▶ YOUR TASK: The reply to the records below should contain exactly the lines from the line with "if !inputs.minimum_follows_data() ||" through the line with "overrides collapse the", and nothing besides.

**** DATA FOR THIS TASK ****

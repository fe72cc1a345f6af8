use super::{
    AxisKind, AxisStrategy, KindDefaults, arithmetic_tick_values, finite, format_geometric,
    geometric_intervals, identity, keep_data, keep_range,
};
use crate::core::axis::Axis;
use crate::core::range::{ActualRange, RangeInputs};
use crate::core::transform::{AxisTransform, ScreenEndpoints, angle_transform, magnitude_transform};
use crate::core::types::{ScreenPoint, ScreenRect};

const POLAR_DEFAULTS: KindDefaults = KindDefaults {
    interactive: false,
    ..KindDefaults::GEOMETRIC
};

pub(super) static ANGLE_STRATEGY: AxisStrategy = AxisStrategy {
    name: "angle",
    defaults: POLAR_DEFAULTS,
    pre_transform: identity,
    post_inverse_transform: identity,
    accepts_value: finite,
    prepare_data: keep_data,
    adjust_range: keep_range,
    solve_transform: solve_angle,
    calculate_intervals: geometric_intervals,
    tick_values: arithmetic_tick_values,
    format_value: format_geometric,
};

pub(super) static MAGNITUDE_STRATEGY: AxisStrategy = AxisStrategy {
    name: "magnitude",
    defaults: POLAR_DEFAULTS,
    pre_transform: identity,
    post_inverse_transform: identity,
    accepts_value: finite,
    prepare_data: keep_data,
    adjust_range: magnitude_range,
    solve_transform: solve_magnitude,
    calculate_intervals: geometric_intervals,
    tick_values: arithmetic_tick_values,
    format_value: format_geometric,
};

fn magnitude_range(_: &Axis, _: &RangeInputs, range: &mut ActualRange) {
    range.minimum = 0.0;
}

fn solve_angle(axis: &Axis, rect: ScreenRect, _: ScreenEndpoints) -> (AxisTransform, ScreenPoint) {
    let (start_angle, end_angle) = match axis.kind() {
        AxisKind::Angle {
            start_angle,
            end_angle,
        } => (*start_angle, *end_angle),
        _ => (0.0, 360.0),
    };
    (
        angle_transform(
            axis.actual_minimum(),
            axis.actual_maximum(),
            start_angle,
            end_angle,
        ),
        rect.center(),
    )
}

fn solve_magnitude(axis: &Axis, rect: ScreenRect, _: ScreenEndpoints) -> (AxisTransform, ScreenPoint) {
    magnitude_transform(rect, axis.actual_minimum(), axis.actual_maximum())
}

****
**** DATA FOR THIS TASK ****

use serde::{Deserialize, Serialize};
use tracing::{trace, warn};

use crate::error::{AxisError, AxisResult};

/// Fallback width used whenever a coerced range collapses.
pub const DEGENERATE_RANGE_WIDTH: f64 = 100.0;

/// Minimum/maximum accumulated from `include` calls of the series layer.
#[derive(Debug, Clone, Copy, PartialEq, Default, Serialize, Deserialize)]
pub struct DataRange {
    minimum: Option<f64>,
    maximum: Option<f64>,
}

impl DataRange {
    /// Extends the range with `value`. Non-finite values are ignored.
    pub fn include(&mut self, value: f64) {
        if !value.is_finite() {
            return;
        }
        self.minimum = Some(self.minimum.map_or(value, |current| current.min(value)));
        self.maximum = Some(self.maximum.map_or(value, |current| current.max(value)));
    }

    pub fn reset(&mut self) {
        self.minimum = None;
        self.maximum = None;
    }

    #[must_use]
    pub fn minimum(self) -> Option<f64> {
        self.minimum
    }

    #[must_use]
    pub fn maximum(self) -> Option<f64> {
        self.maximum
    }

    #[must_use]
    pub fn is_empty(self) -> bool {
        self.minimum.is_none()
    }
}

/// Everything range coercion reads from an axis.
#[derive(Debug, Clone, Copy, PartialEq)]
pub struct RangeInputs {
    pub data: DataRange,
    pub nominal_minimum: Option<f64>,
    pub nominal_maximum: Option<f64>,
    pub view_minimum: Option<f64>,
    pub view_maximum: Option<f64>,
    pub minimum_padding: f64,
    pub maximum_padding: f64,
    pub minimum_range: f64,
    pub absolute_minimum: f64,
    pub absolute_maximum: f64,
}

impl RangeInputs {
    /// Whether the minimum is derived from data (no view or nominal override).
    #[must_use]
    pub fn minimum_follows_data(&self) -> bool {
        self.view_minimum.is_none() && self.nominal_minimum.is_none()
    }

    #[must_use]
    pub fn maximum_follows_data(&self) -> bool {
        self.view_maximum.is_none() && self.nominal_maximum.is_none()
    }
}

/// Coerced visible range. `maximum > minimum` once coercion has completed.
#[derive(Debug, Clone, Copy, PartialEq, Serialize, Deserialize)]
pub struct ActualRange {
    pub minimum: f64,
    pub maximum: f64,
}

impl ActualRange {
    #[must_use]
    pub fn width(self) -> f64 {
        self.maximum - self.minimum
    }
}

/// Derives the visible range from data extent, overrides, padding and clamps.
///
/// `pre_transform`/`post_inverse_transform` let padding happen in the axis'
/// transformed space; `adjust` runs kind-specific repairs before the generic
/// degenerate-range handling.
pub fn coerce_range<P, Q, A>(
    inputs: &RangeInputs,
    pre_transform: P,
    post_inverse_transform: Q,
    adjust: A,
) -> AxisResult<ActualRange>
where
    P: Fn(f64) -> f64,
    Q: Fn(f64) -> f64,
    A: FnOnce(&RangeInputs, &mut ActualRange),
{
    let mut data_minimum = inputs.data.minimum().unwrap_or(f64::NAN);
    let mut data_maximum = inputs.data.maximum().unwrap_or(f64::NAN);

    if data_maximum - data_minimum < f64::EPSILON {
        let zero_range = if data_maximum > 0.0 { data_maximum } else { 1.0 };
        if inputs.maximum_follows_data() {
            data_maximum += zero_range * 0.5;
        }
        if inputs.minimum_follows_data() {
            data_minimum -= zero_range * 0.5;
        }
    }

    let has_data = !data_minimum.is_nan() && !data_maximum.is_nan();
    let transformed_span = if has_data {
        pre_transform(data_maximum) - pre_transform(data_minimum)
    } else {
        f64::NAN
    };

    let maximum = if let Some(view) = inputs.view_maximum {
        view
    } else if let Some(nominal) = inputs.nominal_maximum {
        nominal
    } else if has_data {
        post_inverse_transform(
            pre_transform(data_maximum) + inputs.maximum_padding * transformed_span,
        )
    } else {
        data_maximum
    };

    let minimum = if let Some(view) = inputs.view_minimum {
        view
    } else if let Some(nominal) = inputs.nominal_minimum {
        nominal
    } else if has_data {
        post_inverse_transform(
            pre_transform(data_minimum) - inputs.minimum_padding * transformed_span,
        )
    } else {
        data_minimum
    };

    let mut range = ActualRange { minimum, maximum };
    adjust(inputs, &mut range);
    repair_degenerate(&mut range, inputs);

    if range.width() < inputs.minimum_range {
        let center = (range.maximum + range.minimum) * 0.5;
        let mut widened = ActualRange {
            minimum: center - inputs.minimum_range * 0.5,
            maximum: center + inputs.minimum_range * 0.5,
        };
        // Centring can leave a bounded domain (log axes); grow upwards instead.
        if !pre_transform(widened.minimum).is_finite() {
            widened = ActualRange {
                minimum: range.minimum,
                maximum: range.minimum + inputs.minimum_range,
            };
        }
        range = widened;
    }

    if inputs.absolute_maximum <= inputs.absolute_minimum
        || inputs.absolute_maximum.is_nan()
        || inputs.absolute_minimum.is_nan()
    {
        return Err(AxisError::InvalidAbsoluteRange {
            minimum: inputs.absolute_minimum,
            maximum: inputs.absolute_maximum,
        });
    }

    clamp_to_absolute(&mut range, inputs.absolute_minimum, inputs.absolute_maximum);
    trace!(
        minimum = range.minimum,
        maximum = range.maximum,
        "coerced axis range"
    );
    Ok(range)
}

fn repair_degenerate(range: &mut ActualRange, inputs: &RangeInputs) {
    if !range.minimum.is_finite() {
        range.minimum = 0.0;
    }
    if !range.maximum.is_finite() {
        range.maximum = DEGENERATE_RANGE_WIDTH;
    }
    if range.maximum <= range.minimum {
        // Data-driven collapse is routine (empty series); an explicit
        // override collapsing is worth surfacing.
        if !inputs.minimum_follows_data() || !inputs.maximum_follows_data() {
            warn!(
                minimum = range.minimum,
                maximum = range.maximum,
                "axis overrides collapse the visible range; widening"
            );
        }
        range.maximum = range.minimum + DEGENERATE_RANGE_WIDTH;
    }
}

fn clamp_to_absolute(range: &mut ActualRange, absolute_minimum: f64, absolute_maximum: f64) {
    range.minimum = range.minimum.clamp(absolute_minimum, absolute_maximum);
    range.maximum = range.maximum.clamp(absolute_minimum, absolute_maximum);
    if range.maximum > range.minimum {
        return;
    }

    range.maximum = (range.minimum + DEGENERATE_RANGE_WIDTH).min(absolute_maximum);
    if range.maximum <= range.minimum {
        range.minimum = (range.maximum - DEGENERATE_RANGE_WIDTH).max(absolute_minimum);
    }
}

****

▶ REPLY:
        if !inputs.minimum_follows_data() || !inputs.maximum_follows_data() {
            warn!(
                minimum = range.minimum,
                maximum = range.maximum,
                "axis overrides collapse the visible range; widening"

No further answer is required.